You Are Not An Accident

I am not an accident. No matter how my birth came about, even if it was a mistake in human terms, it was not a surprise to God. He had planned for it long before I was born. Not only did he know I was going to be born but he also knew where I would be born, how I would be born and even how long I would live. My life was perfectly planned and brought to perfect execution. He did all of this to fulfill His purposes. Now that I realize God is the one responsible for my life, I am accountable to God to make Him the focus of my life so that through Him and in Him I can discover its meaning and purpose.
All that God has done He has done out of love. God, being the perfect example of love, and indeed the very essence of love, created me to love me. I find myself quite uncomfortable with this teaching. I believe it is more Scriptural to say that God created me so I could love Him! “The chief end of man is to glorify God and enjoy Him forever.” God created us so that we could bring glory to Him. It is true that He created us out of love and with the intention of loving us, but that was not His primary purpose. His prime purpose was His own glorification.
Bible Passages
Ephesians 1:4 which reads, “Long before he laid down earth’s foundations, he had us in mind, had settled on us as the focus of his love.” The next verse goes on to say that, “In love He predestined us to adoption” but that speaks of our election and justification, not our creation.

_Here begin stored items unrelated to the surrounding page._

//! Input checks at the operation edge.
//!
//! Free text is stripped of markup tags and trimmed before any length
//! check, so a report padded with `<b>` tags cannot sneak under or over
//! a bound. Length bounds count chars, not bytes.

use std::sync::OnceLock;

use civiclens_core::GeoPoint;
use regex::Regex;

use crate::error::EngageError;

pub const TITLE_MIN_CHARS: usize = 5;
pub const TITLE_MAX_CHARS: usize = 200;
pub const DESCRIPTION_MIN_CHARS: usize = 10;
pub const COMMENT_MIN_CHARS: usize = 1;
pub const COMMENT_MAX_CHARS: usize = 1000;
pub const USERNAME_MIN_CHARS: usize = 3;
pub const USERNAME_MAX_CHARS: usize = 50;

fn markup_tag_re() -> &'static Regex {
    static RE: OnceLock<Regex> = OnceLock::new();
    RE.get_or_init(|| Regex::new(r"<[^>]+>").expect("markup-tag regex must compile"))
}

fn username_re() -> &'static Regex {
    static RE: OnceLock<Regex> = OnceLock::new();
    RE.get_or_init(|| Regex::new(r"^[a-zA-Z0-9_-]+$").expect("username regex must compile"))
}

/// Drop markup tags and surrounding whitespace from free text.
pub fn sanitize_text(raw: &str) -> String {
    markup_tag_re().replace_all(raw, "").trim().to_string()
}

/// Sanitized title, length-checked against the submission bounds.
pub fn clean_title(raw: &str) -> Result<String, EngageError> {
    let cleaned = sanitize_text(raw);
    let chars = cleaned.chars().count();
    if chars < TITLE_MIN_CHARS || chars > TITLE_MAX_CHARS {
        return Err(EngageError::Validation(format!(
            "title must be {TITLE_MIN_CHARS} to {TITLE_MAX_CHARS} characters, got {chars}"
        )));
    }
    Ok(cleaned)
}

/// Sanitized description, at least the minimum length.
pub fn clean_description(raw: &str) -> Result<String, EngageError> {
    let cleaned = sanitize_text(raw);
    let chars = cleaned.chars().count();
    if chars < DESCRIPTION_MIN_CHARS {
        return Err(EngageError::Validation(format!(
            "description must be at least {DESCRIPTION_MIN_CHARS} characters, got {chars}"
        )));
    }
    Ok(cleaned)
}

/// Sanitized comment body within the submission bounds.
pub fn clean_comment_body(raw: &str) -> Result<String, EngageError> {
    let cleaned = sanitize_text(raw);
    let chars = cleaned.chars().count();
    if chars < COMMENT_MIN_CHARS || chars > COMMENT_MAX_CHARS {
        return Err(EngageError::Validation(format!(
            "comment must be {COMMENT_MIN_CHARS} to {COMMENT_MAX_CHARS} characters, got {chars}"
        )));
    }
    Ok(cleaned)
}

/// Category label: sanitized and non-empty.
pub fn clean_category(raw: &str) -> Result<String, EngageError> {
    let cleaned = sanitize_text(raw);
    if cleaned.is_empty() {
        return Err(EngageError::Validation(
            "category must not be empty".to_string(),
        ));
    }
    Ok(cleaned)
}

/// Optional free text: sanitized, with empty collapsing to `None`.
pub fn clean_optional_text(raw: Option<&str>) -> Option<String> {
    let cleaned = sanitize_text(raw?);
    if cleaned.is_empty() { None } else { Some(cleaned) }
}

/// Username: trimmed, bounded, and limited to letters, digits,
/// underscores, and hyphens.
pub fn clean_username(raw: &str) -> Result<String, EngageError> {
    let trimmed = raw.trim();
    let chars = trimmed.chars().count();
    if chars < USERNAME_MIN_CHARS || chars > USERNAME_MAX_CHARS {
        return Err(EngageError::Validation(format!(
            "username must be {USERNAME_MIN_CHARS} to {USERNAME_MAX_CHARS} characters, got {chars}"
        )));
    }
    if !username_re().is_match(trimmed) {
        return Err(EngageError::Validation(
            "username may only contain letters, numbers, underscores and hyphens".to_string(),
        ));
    }
    Ok(trimmed.to_string())
}

/// Coordinates must sit on the globe.
pub fn check_location(point: GeoPoint) -> Result<GeoPoint, EngageError> {
    if !point.in_bounds() {
        return Err(EngageError::Validation(format!(
            "coordinates out of range: latitude {}, longitude {}",
            point.latitude, point.longitude
        )));
    }
    Ok(point)
}

/// Page limits must be positive; the value flows into `take`.
pub fn check_page_limit(limit: i64) -> Result<usize, EngageError> {
    if limit <= 0 {
        return Err(EngageError::Validation(format!(
            "limit must be positive, got {limit}"
        )));
    }
    Ok(limit as usize)
}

We can discover God’s meaning and purpose only when we make Him the reference point of our lives. Romans 12:3 as, “For through the grace given to me I say to everyone among you not to think more highly of himself than he ought to think; but to think so as to have sound judgement, as God has allotted to each a measure of faith
Point To Ponder
Today’s point to ponder is “I am not an accident.” To me that is not a major revelation and accepting my life has never been a struggle. However, when I began to ponder the statement, especially in light of today’s Question To Consider, I realized that though I have not struggled with my life being accidental, I have often struggled with parts of my personality and character (and even physical traits) as being accidental. I see now that God created and foreordained me not only in an abstract sense of giving me life, but also in an intimate way of providing me with a certain type of character as well as a specific personality and specific physical traits. Rather than be disappointed or angry with God for giving these to me, I should accept them as part of who God created me to be. Rather than hide them, I should discover how I can use them for Him.